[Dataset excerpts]
╔══
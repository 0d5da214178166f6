//! Checks: deferred payments the destination cashes later.

use xledger_types::{AccountAddress, Amount, Hash256, RippleTime};

use crate::field::Field;
use crate::variant::{transaction_variant, TransactionVariant};

transaction_variant! {
    /// Create a check the destination may cash.
    CheckCreate, [Destination, SendMax, DestinationTag, Expiration, InvoiceID]
}

transaction_variant! {
    /// Cash a check for an exact `Amount` or at least `DeliverMin`.
    CheckCash, [CheckID, Amount, DeliverMin]
}

transaction_variant! {
    /// Cancel an uncashed check.
    CheckCancel, [CheckID]
}

impl CheckCreate {
    pub fn destination(&self) -> Option<AccountAddress> {
        self.record().account(Field::Destination)
    }

    pub fn send_max(&self) -> Option<Amount> {
        self.record().amount(Field::SendMax)
    }

    pub fn destination_tag(&self) -> Option<u32> {
        self.record().uint32(Field::DestinationTag)
    }

    pub fn expiration(&self) -> Option<RippleTime> {
        self.record().uint32(Field::Expiration).map(RippleTime::new)
    }

    pub fn invoice_id(&self) -> Option<Hash256> {
        self.record().hash256(Field::InvoiceID)
    }
}

impl CheckCash {
    pub fn check_id(&self) -> Option<Hash256> {
        self.record().hash256(Field::CheckID)
    }

    pub fn amount(&self) -> Option<Amount> {
        self.record().amount(Field::Amount)
    }

    pub fn deliver_min(&self) -> Option<Amount> {
        self.record().amount(Field::DeliverMin)
    }
}

impl CheckCancel {
    pub fn check_id(&self) -> Option<Hash256> {
        self.record().hash256(Field::CheckID)
    }
}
╚══
## ACTION ITEM:
Reproduce the entries above in full and exactly.

## ANSWER BOX:
repository 0d5da214178166f6
//! Checks: deferred payments the destination cashes later.

use xledger_types::{AccountAddress, Amount, Hash256, RippleTime};

use crate::field::Field;
use crate::variant::{transaction_variant, TransactionVariant};

transaction_variant! {
    /// Create a check the destination may cash.
    CheckCreate, [Destination, SendMax, DestinationTag, Expiration, InvoiceID]
}

transaction_variant! {
    /// Cash a check for an exact `Amount` or at least `DeliverMin`.
    CheckCash, [CheckID, Amount, DeliverMin]
}

transaction_variant! {
    /// Cancel an uncashed check.
    CheckCancel, [CheckID]
}

impl CheckCreate {
    pub fn destination(&self) -> Option<AccountAddress> {
        self.record().account(Field::Destination)
    }

    pub fn send_max(&self) -> Option<Amount> {
        self.record().amount(Field::SendMax)
    }

    pub fn destination_tag(&self) -> Option<u32> {
        self.record().uint32(Field::DestinationTag)
    }

    pub fn expiration(&self) -> Option<RippleTime> {
        self.record().uint32(Field::Expiration).map(RippleTime::new)
    }

    pub fn invoice_id(&self) -> Option<Hash256> {
        self.record().hash256(Field::InvoiceID)
    }
}

impl CheckCash {
    pub fn check_id(&self) -> Option<Hash256> {
        self.record().hash256(Field::CheckID)
    }

    pub fn amount(&self) -> Option<Amount> {
        self.record().amount(Field::Amount)
    }

    pub fn deliver_min(&self) -> Option<Amount> {
        self.record().amount(Field::DeliverMin)
    }
}

impl CheckCancel {
    pub fn check_id(&self) -> Option<Hash256> {
        self.record().hash256(Field::CheckID)
    }
}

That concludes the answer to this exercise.